A Pfizer drug designed to address a severe problem associated with sickle cell disease failed to beat a placebo in a Phase 3 clinical trial. It’s the latest setback for Pfizer in this inherited blood disorder, coming nearly a year after the pharmaceutical giant withdrew a different sickle cell disease medicine from the market for safety reasons.
Sickle cell disease leads hemoglobin to take on a rigid crescent shape. These misshapen cells blocks capillaries and small blood vessels, a painful complication called vaso-occlusive crises. Pfizer’s drug, inclacumab, was designed to ameliorate this complication.
Inclacumab is an antibody designed to a block protein called block P-selectin. Found on the surface of activated platelets, this protein promotes adhesion of those cells to the lining of blood vessels. While that’s important for blood clotting in response to injury, it also promotes vaso-occlusive crises in sickle cell disease. By blocking P-selectin, inclacumab was hoped to reduce vaso-occlusive crises.
The Pfizer drug was being evaluated in a study that enrolled 241 patients age 16 and older with a confirmed sickle cell disease diagnosis who experienced two to 10 vaso-occlusive crises in the previous year. Inclacumab was administered via intravenous infusion every 12 weeks. The trial’s main goal was measuring vaso-occlusive crises during the 48-week treatment period.
Without reporting any specific figures, Pfizer said Friday that inclacumab did not achieve a statistically significant reduction in vaso-occlusive crises compared to placebo. The company said the drug was generally well tolerated; the most commonly reported side effects included anemia, joint pain, back pain, and headache. Pfizer Chief Inflammation & Immunology Officer Michael Vincent characterized the result for the trial, THRIVE-131, as disappointing for the sickle cell community and the company.
“While the THRIVE-131 results did not meet our expectations, we remain committed to better understanding these results and sharing them with the medical and sickle cell community in the interest of advancing our collective understanding of sickle cell disease,” Vincent said in a prepared statement. “We remain focused on our mission of bringing much-needed treatments to patients with sickle cell disease.”
Inclacumab was initially developed by Roche. Global Blood Therapeutics licensed the molecule in 2018, proceeding to advance it to mid-stage clinical development. In 2022, Pfizer struck a $5.4 billion deal to acquire Global Blood. The centerpiece of the deal was a different sickle cell disease drug, Oxbryta, which won its FDA approval in 2019. Oxbryta is a small molecule designed to block hemoglobin polymerization, the process in which red blood cells become sickle shaped.
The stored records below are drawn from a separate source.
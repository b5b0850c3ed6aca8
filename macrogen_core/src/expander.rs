//! Runs the preprocessor over a synthesized unit and pulls the expanded
//! code out of its output.

use crate::config::ExpansionConfig;
use crate::error::{MacrogenError, Result};
use crate::registry::{FileKind, InstantiationSpec};
use crate::runner::{CommandRunner, Invocation};
use regex::Regex;
use std::fs;
use std::path::{Path, PathBuf};
use tracing::{debug, trace, warn};

/// Why the sentinel region could not be isolated.
#[derive(Debug, Clone, Copy, PartialEq, Eq)]
pub enum ExtractError {
    /// Fewer than two sentinels in the output.
    SentinelNotFound,
    /// Two sentinels, nothing but whitespace between them.
    EmptyRegion,
}

impl ExtractError {
    fn hint(&self) -> &'static str {
        match self {
            ExtractError::SentinelNotFound => {
                "the sentinel pair was not found in the preprocessor output"
            }
            ExtractError::EmptyRegion => "the macro invocation expanded to nothing",
        }
    }
}

/// Finds the first sentinel and the next one after it.
///
/// Matching is non-greedy: with more than two sentinels in the output only
/// the first pair counts, so duplicated include chains cannot swallow the
/// content in between.
#[derive(Debug, Clone)]
pub struct SentinelMatcher {
    pattern: Regex,
}

impl SentinelMatcher {
    pub fn new(sentinel: &str) -> Result<Self> {
        // (?s) makes '.' match anything, even '\n'
        let escaped = regex::escape(sentinel);
        let pattern = Regex::new(&format!("(?s){escaped}(?P<code>.*?){escaped}"))?;
        Ok(Self { pattern })
    }

    /// Returns the text strictly between the first two sentinels.
    pub fn extract<'a>(&self, output: &'a str) -> std::result::Result<&'a str, ExtractError> {
        let code = self
            .pattern
            .captures(output)
            .and_then(|caps| caps.name("code"))
            .ok_or(ExtractError::SentinelNotFound)?
            .as_str();

        if code.trim().is_empty() {
            return Err(ExtractError::EmptyRegion);
        }
        Ok(code)
    }
}

/// Deletes the shared unit file when dropped, on success and on failure.
struct UnitFile<'a> {
    path: &'a Path,
}

impl<'a> UnitFile<'a> {
    fn write(path: &'a Path, text: &str) -> Result<Self> {
        fs::write(path, text).map_err(|e| MacrogenError::io(path, e))?;
        Ok(Self { path })
    }
}

impl Drop for UnitFile<'_> {
    fn drop(&mut self) {
        if let Err(e) = fs::remove_file(self.path) {
            debug!("Could not remove unit file {:?}: {}", self.path, e);
        }
    }
}

pub struct MacroExpander<'r, R: CommandRunner> {
    runner: &'r R,
    cc: String,
    flags: Vec<String>,
    library_include_dir: PathBuf,
    unit_file: PathBuf,
    matcher: SentinelMatcher,
}

impl<'r, R: CommandRunner> MacroExpander<'r, R> {
    pub fn new(
        runner: &'r R,
        cc: impl Into<String>,
        expansion: &ExpansionConfig,
        library_include_dir: impl Into<PathBuf>,
        unit_file: impl Into<PathBuf>,
    ) -> Result<Self> {
        Ok(Self {
            runner,
            cc: cc.into(),
            flags: expansion.flags.clone(),
            library_include_dir: library_include_dir.into(),
            unit_file: unit_file.into(),
            matcher: SentinelMatcher::new(&expansion.sentinel)?,
        })
    }

    fn invocation(&self) -> Invocation {
        Invocation::new(&self.cc)
            .args(&self.flags)
            .includes([self.library_include_dir.as_path()])
            .arg(self.unit_file.as_os_str())
    }

    /// Expands `unit_text` and returns the code between the sentinels.
    ///
    /// The unit is written to the shared unit file, which is removed again
    /// before this returns.
    pub fn expand(
        &self,
        spec: &InstantiationSpec,
        kind: FileKind,
        unit_text: &str,
    ) -> Result<String> {
        trace!("Unit for {} {}:\n{}", spec.instance_name, kind, unit_text);

        let captured = {
            let _unit = UnitFile::write(&self.unit_file, unit_text)?;
            self.runner.capture(&self.invocation())?
        };

        if !captured.success() {
            warn!(
                "Preprocessor exited with {:?} while expanding {} {}",
                captured.code, spec.instance_name, kind
            );
        }

        match self.matcher.extract(&captured.output) {
            Ok(code) => {
                debug!(
                    "Expanded {} {}: {} bytes",
                    spec.instance_name,
                    kind,
                    code.len()
                );
                Ok(code.to_string())
            }
            Err(e) => Err(MacrogenError::Expansion {
                instance: spec.instance_name.to_string(),
                kind,
                hint: e.hint().to_string(),
                output: captured.output,
            }),
        }
    }
}

#[cfg(test)]
mod tests {
    use super::*;
    use crate::registry::Registry;
    use crate::runner::{Captured, RecordingRunner};
    use pretty_assertions::assert_eq;
    use proptest::prelude::*;
    use tempfile::TempDir;

    const SENTINEL: &str = "// C_MACRO_COLLECTIONS_CODE";

    fn matcher() -> SentinelMatcher {
        SentinelMatcher::new(SENTINEL).unwrap()
    }

    #[test]
    fn test_extract_between_sentinels() {
        let output = format!(
            "warning: something\n{SENTINEL}\nint hm_new(void);\n{SENTINEL}\ntrailing note\n"
        );
        assert_eq!(matcher().extract(&output), Ok("\nint hm_new(void);\n"));
    }

    #[test]
    fn test_extract_uses_first_pair_only() {
        let output = format!("{SENTINEL}\nfirst\n{SENTINEL}\nmiddle\n{SENTINEL}\nlast\n{SENTINEL}");
        assert_eq!(matcher().extract(&output), Ok("\nfirst\n"));
    }

    #[test]
    fn test_extract_no_sentinel() {
        assert_eq!(
            matcher().extract("main.c:3:10: fatal error: macro_collections.h: No such file"),
            Err(ExtractError::SentinelNotFound)
        );
    }

    #[test]
    fn test_extract_single_sentinel() {
        let output = format!("{SENTINEL}\nint x;\n");
        assert_eq!(
            matcher().extract(&output),
            Err(ExtractError::SentinelNotFound)
        );
    }

    #[test]
    fn test_extract_blank_region() {
        let output = format!("{SENTINEL}\n\n   \n{SENTINEL}");
        assert_eq!(matcher().extract(&output), Err(ExtractError::EmptyRegion));
    }

    #[test]
    fn test_sentinel_is_matched_literally() {
        let matcher = SentinelMatcher::new("/* a.b*c */").unwrap();
        assert_eq!(
            matcher.extract("/* a.b*c */ code /* a.b*c */"),
            Ok(" code ")
        );
        assert_eq!(
            matcher.extract("/* aXbbc */ code /* aXbbc */"),
            Err(ExtractError::SentinelNotFound)
        );
    }

    /// Preprocessor-like text with line and block comments. Comment bodies
    /// are lowercase, so the uppercase sentinel can never appear inside.
    const NOISE: &str = r"([a-z_(){};# \n]|//[a-z ]{0,12}\n|/\*[a-z \n]{0,12}\*/)";

    proptest! {
        #[test]
        fn prop_isolates_between_content(
            before in proptest::string::string_regex(&format!("{NOISE}{{0,16}}")).unwrap(),
            between in proptest::string::string_regex(&format!("{NOISE}{{0,16}}[a-z]")).unwrap(),
            after in proptest::string::string_regex(&format!("{NOISE}{{0,16}}")).unwrap(),
        ) {
            let output = format!("{before}{SENTINEL}{between}{SENTINEL}{after}");
            prop_assert_eq!(matcher().extract(&output), Ok(between.as_str()));
        }

        #[test]
        fn prop_fewer_than_two_sentinels_fail(
            text in proptest::string::string_regex(&format!("{NOISE}{{0,32}}")).unwrap(),
            with_one in any::<bool>(),
            split in 0usize..128,
        ) {
            let output = if with_one {
                let at = text.char_indices().nth(split).map(|(i, _)| i).unwrap_or(text.len());
                format!("{}{SENTINEL}{}", &text[..at], &text[at..])
            } else {
                text
            };
            prop_assert_eq!(matcher().extract(&output), Err(ExtractError::SentinelNotFound));
        }
    }

    #[test]
    fn test_extract_amid_comments() {
        let output = format!(
            "/* licence */\n// note\n{SENTINEL}\n/* doc */\nint hm_new(void); // ctor\n{SENTINEL}\n// tail\n"
        );
        assert_eq!(
            matcher().extract(&output),
            Ok("\n/* doc */\nint hm_new(void); // ctor\n")
        );
    }

    fn expander<'r>(runner: &'r RecordingRunner, dir: &Path) -> MacroExpander<'r, RecordingRunner> {
        MacroExpander::new(
            runner,
            "gcc",
            &ExpansionConfig::default(),
            "./src",
            dir.join("unit.c"),
        )
        .unwrap()
    }

    #[test]
    fn test_expand_invokes_preprocessor_and_cleans_up() {
        let temp_dir = TempDir::new().unwrap();
        let runner = RecordingRunner::default();
        runner.queue_output(&format!("{SENTINEL}\nvoid hm_free(void);\n{SENTINEL}\n"));

        let spec = *Registry::builtin().find("hashmap").unwrap();
        let exp = expander(&runner, temp_dir.path());
        let code = exp.expand(&spec, FileKind::Header, "unit").unwrap();

        assert_eq!(code, "\nvoid hm_free(void);\n");
        let calls = runner.recorded();
        assert_eq!(calls.len(), 1);
        assert_eq!(calls[0].program, "gcc");
        let unit = temp_dir.path().join("unit.c");
        assert_eq!(
            calls[0].arg_strings(),
            vec![
                "-E".to_string(),
                "-P".to_string(),
                "-C".to_string(),
                "-I".to_string(),
                "./src".to_string(),
                unit.to_string_lossy().into_owned(),
            ]
        );
        assert!(!unit.exists(), "unit file must be removed");
    }

    #[test]
    fn test_expand_failure_removes_unit_and_keeps_output() {
        let temp_dir = TempDir::new().unwrap();
        let runner = RecordingRunner::default();
        runner.captures.borrow_mut().push_back(Captured {
            code: Some(1),
            output: "unit.c:1:10: fatal error: macro_collections.h: No such file".to_string(),
        });

        let spec = *Registry::builtin().find("deque").unwrap();
        let exp = expander(&runner, temp_dir.path());
        let err = exp.expand(&spec, FileKind::Source, "unit").unwrap_err();

        match &err {
            MacrogenError::Expansion {
                instance,
                kind,
                output,
                ..
            } => {
                assert_eq!(instance, "deque");
                assert_eq!(*kind, FileKind::Source);
                assert!(output.contains("fatal error"));
            }
            other => panic!("expected expansion failure, got {other:?}"),
        }
        assert_eq!(err.exit_code(), 1);
        assert!(!temp_dir.path().join("unit.c").exists());
    }
}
Last September, Pfizer voluntarily withdrew Oxbryta from the market after post-marketing clinical testing showed higher rates of vaso-occlusive crises and more deaths in the Oxbryta group versus the placebo arm. Higher rates of vaso-occlusive crises were also observed in real-world studies of the drug. In Friday’s announcement for inclacumab, Pfizer said it has completed its Oxbryta data assessment review and shared it with the FDA and European Medicines Agency. The company pledged to publish a comprehensive analysis that includes additional Oxbryta data and analyses this year.
Pfizer’s drug pipeline for sickle cell disease includes yet another asset from Global Blood. Osivelotor is a next-generation version of Oxbryta. While this drug has reached Phase 3 testing, enrollment remains paused due to a partial clinical hold issued by the FDA last year. Pfizer said it would provide updates on this study as they become available.